- How to complete this task: The records that follow are to be transcribed word for word.

(Stored items)
BEGIN
// Copyright 2025 Ojima Abraham
// SPDX-License-Identifier: Apache-2.0

//! OpalKV: an embeddable, ordered key-value store with hierarchical tuple
//! keys, monotone versionstamps, time-bounded entries, and atomic batches.
//!
//! Keys are typed tuples encoded into lexicographically sortable byte
//! strings, so prefix and range scans over structured keys come for free.
//! Every write is stamped with a strictly monotone 80-bit versionstamp,
//! which atomic batches use for optimistic concurrency checks. Values pass
//! through a pluggable codec; 64-bit counters are a first-class value type
//! that supports wrapping `sum` and `min`/`max` mutations. Storage is a
//! single SQLite table in WAL mode, used purely as a durable ordered map.
//!
//! # Example
//!
//! ```no_run
//! use opalkv::{Config, Database, Key, KeyPart, Value};
//!
//! let db = Database::open(None, Config::default()).unwrap();
//!
//! let key = Key::from(vec![KeyPart::from("users"), KeyPart::from(42i64)]);
//! db.set(&key, &Value::from("alice"), None).unwrap();
//!
//! let entry = db.get(&key).unwrap();
//! assert_eq!(entry.value, Some(Value::from("alice")));
//! ```

pub mod db;
pub mod key;
pub mod store;
pub mod value;
pub mod version;

pub use db::{
    AtomicBatch, CommitResult, Config, Database, Entry, KvError, ListIter, ListOptions, Selector,
};
pub use key::{Key, KeyError, KeyPart};
pub use store::{OrderedStore, SqliteStore, StoreEntry, StoreError, StoreOps};
pub use value::{BinaryCodec, CodecError, JsonCodec, KvU64, Value, ValueCodec};
pub use version::{InvalidVersionstamp, Versionstamp, VersionstampClock};
// Copyright 2025 Ojima Abraham
// SPDX-License-Identifier: Apache-2.0

//! Benchmarks for core kv operations.

use criterion::{criterion_group, criterion_main, BatchSize, Criterion, Throughput};
use opalkv::{Config, Database, Key, KeyPart, KvU64, ListOptions, Selector, Value};
use tempfile::TempDir;

fn create_db() -> (Database, TempDir) {
    let dir = TempDir::new().unwrap();
    let db = Database::open(Some(&dir.path().join("bench.db")), Config::default()).unwrap();
    (db, dir)
}

fn user_key(i: u32) -> Key {
    Key::from(vec![KeyPart::from("users"), KeyPart::from(i as i64)])
}

fn bench_point_get(c: &mut Criterion) {
    let (db, _dir) = create_db();

    for i in 0..10_000 {
        db.set(&user_key(i), &Value::Bytes(vec![0u8; 100]), None).unwrap();
    }

    let mut group = c.benchmark_group("kv");
    group.throughput(Throughput::Elements(1));

    group.bench_function("point_get", |b| {
        b.iter_batched(
            || user_key(rand::random::<u32>() % 10_000),
            |key| db.get(&key).unwrap(),
            BatchSize::SmallInput,
        )
    });

    group.finish();
}

fn bench_point_set(c: &mut Criterion) {
    let (db, _dir) = create_db();

    let mut group = c.benchmark_group("kv");
    group.throughput(Throughput::Elements(1));

    let counter = std::sync::atomic::AtomicU32::new(0);

    group.bench_function("point_set", |b| {
        b.iter(|| {
            let i = counter.fetch_add(1, std::sync::atomic::Ordering::Relaxed);
            db.set(&user_key(i), &Value::Bytes(vec![0u8; 100]), None).unwrap()
        })
    });

    group.finish();
}

fn bench_list_prefix(c: &mut Criterion) {
    let (db, _dir) = create_db();

    for i in 0..10_000 {
        db.set(&user_key(i), &Value::Int(i as i64), None).unwrap();
    }

    let mut group = c.benchmark_group("kv");
    group.throughput(Throughput::Elements(100));

    let prefix = Key::from(KeyPart::from("users"));
    group.bench_function("list_100", |b| {
        b.iter(|| {
            let count = db
                .list(
                    &Selector::Prefix(prefix.clone()),
                    ListOptions {
                        limit: Some(100),
                        ..Default::default()
                    },
                )
                .unwrap()
                .count();
            assert_eq!(count, 100);
        })
    });

    group.finish();
}

fn bench_atomic_sum(c: &mut Criterion) {
    let (db, _dir) = create_db();
    let key = Key::from(vec![KeyPart::from("stats"), KeyPart::from("hits")]);
    db.set(&key, &Value::U64(KvU64::new(0)), None).unwrap();

    let mut group = c.benchmark_group("kv");
    group.throughput(Throughput::Elements(1));

    group.bench_function("atomic_sum", |b| {
        b.iter(|| {
            db.atomic()
                .sum(&key, KvU64::new(1))
                .unwrap()
                .commit()
                .unwrap()
        })
    });

    group.finish();
}

criterion_group!(
    benches,
    bench_point_get,
    bench_point_set,
    bench_list_prefix,
    bench_atomic_sum
);
criterion_main!(benches);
END
- Finished task:
// Copyright 2025 Ojima Abraham
// SPDX-License-Identifier: Apache-2.0

//! OpalKV: an embeddable, ordered key-value store with hierarchical tuple
//! keys, monotone versionstamps, time-bounded entries, and atomic batches.
//!
//! Keys are typed tuples encoded into lexicographically sortable byte
//! strings, so prefix and range scans over structured keys come for free.
//! Every write is stamped with a strictly monotone 80-bit versionstamp,
//! which atomic batches use for optimistic concurrency checks. Values pass
//! through a pluggable codec; 64-bit counters are a first-class value type
//! that supports wrapping `sum` and `min`/`max` mutations. Storage is a
//! single SQLite table in WAL mode, used purely as a durable ordered map.
//!
//! # Example
//!
//! ```no_run
//! use opalkv::{Config, Database, Key, KeyPart, Value};
//!
//! let db = Database::open(None, Config::default()).unwrap();
//!
//! let key = Key::from(vec![KeyPart::from("users"), KeyPart::from(42i64)]);
//! db.set(&key, &Value::from("alice"), None).unwrap();
//!
//! let entry = db.get(&key).unwrap();
//! assert_eq!(entry.value, Some(Value::from("alice")));
//! ```

pub mod db;
pub mod key;
pub mod store;
pub mod value;
pub mod version;

pub use db::{
    AtomicBatch, CommitResult, Config, Database, Entry, KvError, ListIter, ListOptions, Selector,
};
pub use key::{Key, KeyError, KeyPart};
pub use store::{OrderedStore, SqliteStore, StoreEntry, StoreError, StoreOps};
pub use value::{BinaryCodec, CodecError, JsonCodec, KvU64, Value, ValueCodec};
pub use version::{InvalidVersionstamp, Versionstamp, VersionstampClock};
// Copyright 2025 Ojima Abraham
// SPDX-License-Identifier: Apache-2.0

//! Benchmarks for core kv operations.

use criterion::{criterion_group, criterion_main, BatchSize, Criterion, Throughput};
use opalkv::{Config, Database, Key, KeyPart, KvU64, ListOptions, Selector, Value};
use tempfile::TempDir;

fn create_db() -> (Database, TempDir) {
    let dir = TempDir::new().unwrap();
    let db = Database::open(Some(&dir.path().join("bench.db")), Config::default()).unwrap();
    (db, dir)
}

fn user_key(i: u32) -> Key {
    Key::from(vec![KeyPart::from("users"), KeyPart::from(i as i64)])
}

fn bench_point_get(c: &mut Criterion) {
    let (db, _dir) = create_db();

    for i in 0..10_000 {
        db.set(&user_key(i), &Value::Bytes(vec![0u8; 100]), None).unwrap();
    }

    let mut group = c.benchmark_group("kv");
    group.throughput(Throughput::Elements(1));

    group.bench_function("point_get", |b| {
        b.iter_batched(
            || user_key(rand::random::<u32>() % 10_000),
            |key| db.get(&key).unwrap(),
            BatchSize::SmallInput,
        )
    });

    group.finish();
}

fn bench_point_set(c: &mut Criterion) {
    let (db, _dir) = create_db();

    let mut group = c.benchmark_group("kv");
    group.throughput(Throughput::Elements(1));

    let counter = std::sync::atomic::AtomicU32::new(0);

    group.bench_function("point_set", |b| {
        b.iter(|| {
            let i = counter.fetch_add(1, std::sync::atomic::Ordering::Relaxed);
            db.set(&user_key(i), &Value::Bytes(vec![0u8; 100]), None).unwrap()
        })
    });

    group.finish();
}

fn bench_list_prefix(c: &mut Criterion) {
    let (db, _dir) = create_db();

    for i in 0..10_000 {
        db.set(&user_key(i), &Value::Int(i as i64), None).unwrap();
    }

    let mut group = c.benchmark_group("kv");
    group.throughput(Throughput::Elements(100));

    let prefix = Key::from(KeyPart::from("users"));
    group.bench_function("list_100", |b| {
        b.iter(|| {
            let count = db
                .list(
                    &Selector::Prefix(prefix.clone()),
                    ListOptions {
                        limit: Some(100),
                        ..Default::default()
                    },
                )
                .unwrap()
                .count();
            assert_eq!(count, 100);
        })
    });

    group.finish();
}

fn bench_atomic_sum(c: &mut Criterion) {
    let (db, _dir) = create_db();
    let key = Key::from(vec![KeyPart::from("stats"), KeyPart::from("hits")]);
    db.set(&key, &Value::U64(KvU64::new(0)), None).unwrap();

    let mut group = c.benchmark_group("kv");
    group.throughput(Throughput::Elements(1));

    group.bench_function("atomic_sum", |b| {
        b.iter(|| {
            db.atomic()
                .sum(&key, KvU64::new(1))
                .unwrap()
                .commit()
                .unwrap()
        })
    });

    group.finish();
}

criterion_group!(
    benches,
    bench_point_get,
    bench_point_set,
    bench_list_prefix,
    bench_atomic_sum
);
criterion_main!(benches);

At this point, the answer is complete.